** Excerpted records follows **

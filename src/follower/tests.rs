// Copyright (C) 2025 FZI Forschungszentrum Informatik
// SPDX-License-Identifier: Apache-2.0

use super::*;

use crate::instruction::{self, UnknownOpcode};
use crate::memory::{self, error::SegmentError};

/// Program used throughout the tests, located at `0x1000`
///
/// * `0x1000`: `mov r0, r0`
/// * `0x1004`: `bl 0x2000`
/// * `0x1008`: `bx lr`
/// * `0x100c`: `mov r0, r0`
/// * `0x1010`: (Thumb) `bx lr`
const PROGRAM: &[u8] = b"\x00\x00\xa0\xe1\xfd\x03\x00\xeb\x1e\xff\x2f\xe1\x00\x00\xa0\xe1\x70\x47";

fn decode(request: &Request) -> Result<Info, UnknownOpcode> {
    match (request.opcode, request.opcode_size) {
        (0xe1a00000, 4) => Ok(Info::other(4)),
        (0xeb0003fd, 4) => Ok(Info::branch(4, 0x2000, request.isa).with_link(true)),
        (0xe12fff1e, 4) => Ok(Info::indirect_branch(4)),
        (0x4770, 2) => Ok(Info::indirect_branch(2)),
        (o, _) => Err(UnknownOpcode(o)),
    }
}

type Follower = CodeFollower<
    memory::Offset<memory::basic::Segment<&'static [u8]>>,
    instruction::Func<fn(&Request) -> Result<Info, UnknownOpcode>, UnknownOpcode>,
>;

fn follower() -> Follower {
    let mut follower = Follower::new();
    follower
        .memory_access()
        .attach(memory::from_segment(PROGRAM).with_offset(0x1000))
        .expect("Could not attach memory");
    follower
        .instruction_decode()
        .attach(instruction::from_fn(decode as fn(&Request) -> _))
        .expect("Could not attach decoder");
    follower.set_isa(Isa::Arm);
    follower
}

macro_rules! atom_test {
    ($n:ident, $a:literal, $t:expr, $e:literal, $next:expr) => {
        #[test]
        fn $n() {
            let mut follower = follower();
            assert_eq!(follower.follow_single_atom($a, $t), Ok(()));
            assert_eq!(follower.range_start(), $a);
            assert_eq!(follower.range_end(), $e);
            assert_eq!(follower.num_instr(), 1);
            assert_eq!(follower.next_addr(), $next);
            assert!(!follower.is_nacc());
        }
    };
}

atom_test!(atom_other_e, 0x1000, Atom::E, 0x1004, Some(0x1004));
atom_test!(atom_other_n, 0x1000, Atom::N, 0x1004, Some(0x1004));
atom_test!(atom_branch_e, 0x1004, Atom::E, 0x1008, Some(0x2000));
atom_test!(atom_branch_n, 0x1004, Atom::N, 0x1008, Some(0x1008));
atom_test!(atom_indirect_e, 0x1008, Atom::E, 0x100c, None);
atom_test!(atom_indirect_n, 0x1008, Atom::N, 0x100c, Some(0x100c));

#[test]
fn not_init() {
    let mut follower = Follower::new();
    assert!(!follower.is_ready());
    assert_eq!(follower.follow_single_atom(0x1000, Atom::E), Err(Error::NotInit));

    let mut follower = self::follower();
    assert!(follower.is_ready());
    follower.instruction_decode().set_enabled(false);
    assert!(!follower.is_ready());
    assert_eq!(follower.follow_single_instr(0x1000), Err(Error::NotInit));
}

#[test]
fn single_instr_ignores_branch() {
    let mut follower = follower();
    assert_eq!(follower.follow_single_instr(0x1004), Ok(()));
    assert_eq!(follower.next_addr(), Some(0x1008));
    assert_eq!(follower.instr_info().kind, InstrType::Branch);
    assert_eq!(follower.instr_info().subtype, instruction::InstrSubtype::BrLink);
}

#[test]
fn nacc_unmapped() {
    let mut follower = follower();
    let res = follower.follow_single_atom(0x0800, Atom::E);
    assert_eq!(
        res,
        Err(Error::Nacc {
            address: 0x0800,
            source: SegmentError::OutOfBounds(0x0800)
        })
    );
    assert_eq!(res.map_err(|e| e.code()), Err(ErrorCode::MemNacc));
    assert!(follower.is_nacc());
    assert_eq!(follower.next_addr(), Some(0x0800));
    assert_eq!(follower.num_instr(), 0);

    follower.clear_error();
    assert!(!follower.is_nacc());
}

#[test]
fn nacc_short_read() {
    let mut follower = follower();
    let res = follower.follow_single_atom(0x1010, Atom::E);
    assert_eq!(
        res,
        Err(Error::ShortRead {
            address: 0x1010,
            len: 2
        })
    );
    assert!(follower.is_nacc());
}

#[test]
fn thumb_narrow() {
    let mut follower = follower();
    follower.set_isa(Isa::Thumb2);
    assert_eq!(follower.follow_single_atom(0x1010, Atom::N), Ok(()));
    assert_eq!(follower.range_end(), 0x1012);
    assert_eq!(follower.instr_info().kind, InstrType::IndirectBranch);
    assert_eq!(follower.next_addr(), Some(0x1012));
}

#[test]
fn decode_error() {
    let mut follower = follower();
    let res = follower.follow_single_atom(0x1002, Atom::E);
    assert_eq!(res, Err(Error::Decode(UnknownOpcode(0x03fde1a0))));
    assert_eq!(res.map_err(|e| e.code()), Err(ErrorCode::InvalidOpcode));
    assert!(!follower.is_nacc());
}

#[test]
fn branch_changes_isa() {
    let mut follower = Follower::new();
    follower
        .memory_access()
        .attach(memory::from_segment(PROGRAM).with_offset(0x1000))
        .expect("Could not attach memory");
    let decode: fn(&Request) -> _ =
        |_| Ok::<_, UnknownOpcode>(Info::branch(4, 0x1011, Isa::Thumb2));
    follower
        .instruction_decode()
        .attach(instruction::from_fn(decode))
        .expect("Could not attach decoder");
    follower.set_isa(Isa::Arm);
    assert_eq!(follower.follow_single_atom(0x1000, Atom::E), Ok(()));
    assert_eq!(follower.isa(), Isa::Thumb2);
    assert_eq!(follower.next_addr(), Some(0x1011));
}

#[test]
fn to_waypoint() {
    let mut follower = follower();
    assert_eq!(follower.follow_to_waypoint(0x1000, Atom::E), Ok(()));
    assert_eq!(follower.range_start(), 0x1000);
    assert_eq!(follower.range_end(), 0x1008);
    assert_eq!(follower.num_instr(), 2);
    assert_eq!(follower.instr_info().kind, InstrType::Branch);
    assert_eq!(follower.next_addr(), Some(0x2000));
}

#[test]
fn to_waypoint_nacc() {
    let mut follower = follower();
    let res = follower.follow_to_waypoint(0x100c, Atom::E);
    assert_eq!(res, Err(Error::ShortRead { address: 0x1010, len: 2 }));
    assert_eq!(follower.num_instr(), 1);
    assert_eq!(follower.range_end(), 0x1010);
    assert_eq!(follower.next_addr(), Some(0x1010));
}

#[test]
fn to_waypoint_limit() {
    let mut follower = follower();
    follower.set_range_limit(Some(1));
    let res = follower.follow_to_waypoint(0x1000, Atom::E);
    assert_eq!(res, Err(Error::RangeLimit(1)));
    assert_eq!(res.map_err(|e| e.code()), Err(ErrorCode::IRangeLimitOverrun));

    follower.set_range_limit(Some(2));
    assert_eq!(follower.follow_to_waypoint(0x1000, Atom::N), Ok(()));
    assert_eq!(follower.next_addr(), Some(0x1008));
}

** End of Excerpted records **

What is expected —
Exact reproduction is required: output the lines from the start of the entries above through the line with "fn decode(request: &Request)".

Reply —
filename src/follower/tests.rs
// Copyright (C) 2025 FZI Forschungszentrum Informatik
// SPDX-License-Identifier: Apache-2.0

use super::*;

use crate::instruction::{self, UnknownOpcode};
use crate::memory::{self, error::SegmentError};

/// Program used throughout the tests, located at `0x1000`
///
/// * `0x1000`: `mov r0, r0`
/// * `0x1004`: `bl 0x2000`
/// * `0x1008`: `bx lr`
/// * `0x100c`: `mov r0, r0`
/// * `0x1010`: (Thumb) `bx lr`
const PROGRAM: &[u8] = b"\x00\x00\xa0\xe1\xfd\x03\x00\xeb\x1e\xff\x2f\xe1\x00\x00\xa0\xe1\x70\x47";

fn decode(request: &Request) -> Result<Info, UnknownOpcode> {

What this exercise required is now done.